See their FAQ on WCIP:
>How does the ESI invalidation specification compare to Web Cache
>Invalidation Protocol (WCIP)?
>
>WCIP and similar solutions try to solve a different problem than ESI
>invalidation. Although both are a means
>of communicating invalidations (and possibly other information) from a Web
>site to caches and CDNs, they
>have different scopes and applications.
>
>WCIP allows a large number of clients to subscribe to a channel, on which
>they'll get invalidations and other
>kinds of updates.
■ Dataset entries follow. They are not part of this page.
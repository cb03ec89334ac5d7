//! Destinations for rendered artifacts.

use dashmap::DashMap;
use dashmap::mapref::entry::Entry;
use std::path::{Path, PathBuf};
use thiserror::Error;

#[derive(Debug, Error)]
pub enum SinkError {
    #[error("failed to write {path}")]
    Io {
        path: PathBuf,
        #[source]
        source: std::io::Error,
    },

    #[error("failed to serialize the dependency manifest of `{package}`")]
    Manifest {
        package: String,
        #[source]
        source: serde_json::Error,
    },

    #[error("artifact {name} was written twice")]
    Duplicate { name: String },
}

/// Receives `(file name, contents)` pairs from concurrent workers.
pub trait ArtifactSink: Sync {
    fn write(&self, name: &str, contents: &str) -> Result<(), SinkError>;
}

/// Writes artifacts as files under one directory.
#[derive(Debug)]
pub struct FsSink {
    root: PathBuf,
}

impl FsSink {
    /// Create `root` (and parents) if missing.
    pub fn create(root: impl Into<PathBuf>) -> Result<Self, SinkError> {
        let root = root.into();
        std::fs::create_dir_all(&root).map_err(|source| SinkError::Io {
            path: root.clone(),
            source,
        })?;
        Ok(Self { root })
    }

    pub fn root(&self) -> &Path {
        &self.root
    }
}

impl ArtifactSink for FsSink {
    fn write(&self, name: &str, contents: &str) -> Result<(), SinkError> {
        let path = self.root.join(name);
        std::fs::write(&path, contents).map_err(|source| SinkError::Io { path, source })
    }
}

/// Keeps artifacts in memory. Rejects a second write to the same name.
#[derive(Debug, Default)]
pub struct MemorySink {
    files: DashMap<String, String>,
}

impl MemorySink {
    pub fn new() -> Self {
        Self::default()
    }

    pub fn get(&self, name: &str) -> Option<String> {
        self.files.get(name).map(|entry| entry.value().clone())
    }

    pub fn len(&self) -> usize {
        self.files.len()
    }

    pub fn is_empty(&self) -> bool {
        self.files.is_empty()
    }

    /// All artifact names, sorted.
    pub fn names(&self) -> Vec<String> {
        let mut names: Vec<String> = self.files.iter().map(|entry| entry.key().clone()).collect();
        names.sort_unstable();
        names
    }
}

impl ArtifactSink for MemorySink {
    fn write(&self, name: &str, contents: &str) -> Result<(), SinkError> {
        match self.files.entry(name.to_string()) {
            Entry::Occupied(_) => Err(SinkError::Duplicate {
                name: name.to_string(),
            }),
            Entry::Vacant(slot) => {
                slot.insert(contents.to_string());
                Ok(())
            }
        }
    }
}
//! Type Printer - Convert `Type` to stub syntax
//!
//! Turns resolved type expressions back into the annotation syntax used in
//! interface stubs (`T.nilable(String)`, `T::Array[Integer]`, ...).

use crate::ids::ClassId;
use crate::table::SymbolTable;
use crate::types::{LiteralValue, Type};

/// Core generic classes whose applied form is spelled through `T::`.
const CORE_GENERICS: &[&str] = &[
    "Array",
    "Hash",
    "Set",
    "Range",
    "Enumerable",
    "Enumerator",
    "Class",
];

/// Prints types as stub annotation syntax.
///
/// # Examples
///
/// ```
/// use pkgstub_symbols::{SymbolTable, Type, TypePrinter};
///
/// let table = SymbolTable::new();
/// let printer = TypePrinter::new(&table);
/// assert_eq!(printer.print_type(&Type::Untyped), "T.untyped");
/// ```
pub struct TypePrinter<'a> {
    table: &'a SymbolTable,
}

impl<'a> TypePrinter<'a> {
    pub fn new(table: &'a SymbolTable) -> Self {
        Self { table }
    }

    pub fn print_type(&self, ty: &Type) -> String {
        match ty {
            Type::Alias(symbol) => self.table.show(*symbol),
            Type::And(..) => {
                let mut parts = Vec::new();
                self.collect_and(ty, &mut parts);
                format!("T.all({})", parts.join(", "))
            }
            Type::Applied(class, targs) => self.print_applied(*class, targs),
            Type::Untyped => "T.untyped".to_string(),
            Type::Class(class) => self.print_class(*class),
            Type::Literal(value) => self.print_literal(value),
            Type::Meta(wrapped) => format!("<Type: {}>", self.print_type(wrapped)),
            Type::Or(..) => self.print_union(ty),
            Type::SelfType => "T.self_type".to_string(),
            Type::SelfTypeParam(definition) => self.table.name(*definition).to_string(),
            Type::Shape { keys, values } => self.print_shape(keys, values),
            Type::Tuple(elems) => format!("[{}]", self.print_list(elems)),
            Type::TypeVar(name) => format!("T.type_parameter(:{name})"),
            Type::UnresolvedApplied { symbol, targs, .. } => {
                let name = self.table.show(*symbol);
                if targs.is_empty() {
                    name
                } else {
                    format!("{}[{}]", name, self.print_list(targs))
                }
            }
            Type::UnresolvedClass { scope, names } => {
                let mut path = Vec::with_capacity(names.len() + 1);
                if *scope != ClassId::ROOT {
                    path.push(self.print_class(*scope));
                }
                path.extend(names.iter().cloned());
                path.join("::")
            }
            Type::LambdaParam { definition, .. } => {
                self.table.type_member(*definition).name.clone()
            }
        }
    }

    fn print_list(&self, types: &[Type]) -> String {
        types
            .iter()
            .map(|ty| self.print_type(ty))
            .collect::<Vec<_>>()
            .join(", ")
    }

    fn print_class(&self, class: ClassId) -> String {
        match self.table.attached_class(class) {
            Some(attached) => format!("T.class_of({})", self.table.show(attached.into())),
            None => self.table.show(class.into()),
        }
    }

    fn print_applied(&self, class: ClassId, targs: &[Type]) -> String {
        let data = self.table.class(class);
        let name = if data.owner == ClassId::ROOT && CORE_GENERICS.contains(&data.name.as_str()) {
            format!("T::{}", data.name)
        } else {
            self.print_class(class)
        };
        if targs.is_empty() {
            name
        } else {
            format!("{}[{}]", name, self.print_list(targs))
        }
    }

    fn print_literal(&self, value: &LiteralValue) -> String {
        match value {
            LiteralValue::Integer(value) => format!("Integer({value})"),
            LiteralValue::Float(text) => format!("Float({text})"),
            LiteralValue::String(text) => format!("String({})", quote(text)),
            LiteralValue::Symbol(name) => format!("Symbol(:{name})"),
            LiteralValue::True => "TrueClass".to_string(),
            LiteralValue::False => "FalseClass".to_string(),
        }
    }

    /// `T.nilable(...)` when `NilClass` is one of the members, `T.any(...)` otherwise.
    fn print_union(&self, ty: &Type) -> String {
        let mut members = Vec::new();
        collect_or(ty, &mut members);

        let has_nil = members.iter().any(|member| member.is_nil());
        let rest: Vec<String> = members
            .iter()
            .filter(|member| !member.is_nil())
            .map(|member| self.print_type(member))
            .collect();

        let inner = match rest.len() {
            0 => return "NilClass".to_string(),
            1 => rest.into_iter().next().unwrap_or_default(),
            _ => format!("T.any({})", rest.join(", ")),
        };
        if has_nil {
            format!("T.nilable({inner})")
        } else {
            inner
        }
    }

    fn collect_and(&self, ty: &Type, out: &mut Vec<String>) {
        match ty {
            Type::And(left, right) => {
                self.collect_and(left, out);
                self.collect_and(right, out);
            }
            other => out.push(self.print_type(other)),
        }
    }

    fn print_shape(&self, keys: &[Type], values: &[Type]) -> String {
        if keys.is_empty() {
            return "{}".to_string();
        }
        let entries: Vec<String> = keys
            .iter()
            .zip(values)
            .map(|(key, value)| {
                let value = self.print_type(value);
                match key {
                    Type::Literal(LiteralValue::Symbol(name)) => format!("{name}: {value}"),
                    Type::Literal(LiteralValue::String(text)) => {
                        format!("{} => {value}", quote(text))
                    }
                    other => format!("{} => {value}", self.print_type(other)),
                }
            })
            .collect();
        format!("{{{}}}", entries.join(", "))
    }
}

fn collect_or<'t>(ty: &'t Type, out: &mut Vec<&'t Type>) {
    match ty {
        Type::Or(left, right) => {
            collect_or(left, out);
            collect_or(right, out);
        }
        other => out.push(other),
    }
}

fn quote(text: &str) -> String {
    let mut quoted = String::with_capacity(text.len() + 2);
    quoted.push('"');
    for ch in text.chars() {
        match ch {
            '"' => quoted.push_str("\\\""),
            '\\' => quoted.push_str("\\\\"),
            '\n' => quoted.push_str("\\n"),
            _ => quoted.push(ch),
        }
    }
    quoted.push('"');
    quoted
}

#[cfg(test)]
#[path = "tests/type_printer_tests.rs"]
mod type_printer_tests;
The primary problems that WCIP addresses are a) scaling
>to a very large number of
>clients and b) making the service to all of those clients reliable.
>
>ESI invalidation, on the other hand, has a one-to-one relationship; there
>is no channel mechanism. Instead,
>an invalidation message passes from the origin server directly to the
>local cache or CDN. This is more
>appropriate for sending invalidations to a small number of servers, or
>when the origin server doesn't have
>responsibility for propagating the message (such as when a CDN is used).
>
>Both WCIP and ESI invalidation might share a common payload (that is, the
>invalidation message), but
>WCIP attempts to address much more difficult problems, and is still
>experimental. ESI invalidation is
>simpler, more robust, and more appropriate for sending invalidation
>messages to a known party.
Would the Squid PURGE message (or HTTP DELETE) be good enough for the ESI
type of invalidations already? or there's some value-add by XMLize this
type of invalidation?
On the other hand, is WCIP too heavy? do people see a middle ground between
Squid PURGE-tyle invalidation and WCIP-or-heavier-style invalidation? Or,
how can we keep it simple & effective, with possible future extensions to
*much* more value-add?
At 02:15 PM 5/1/01 -0700, Ian Cooper wrote:
>If you haven't seen it already, you might want to take a peek at:
> http://www.akamai.com/esi_spec/index.html
>
>more particularly:
> http://www.akamai.com/esi_spec/invalidation.html
>
>
>I'm not too sure what the word "open" means at this point (read the
>copyright notice).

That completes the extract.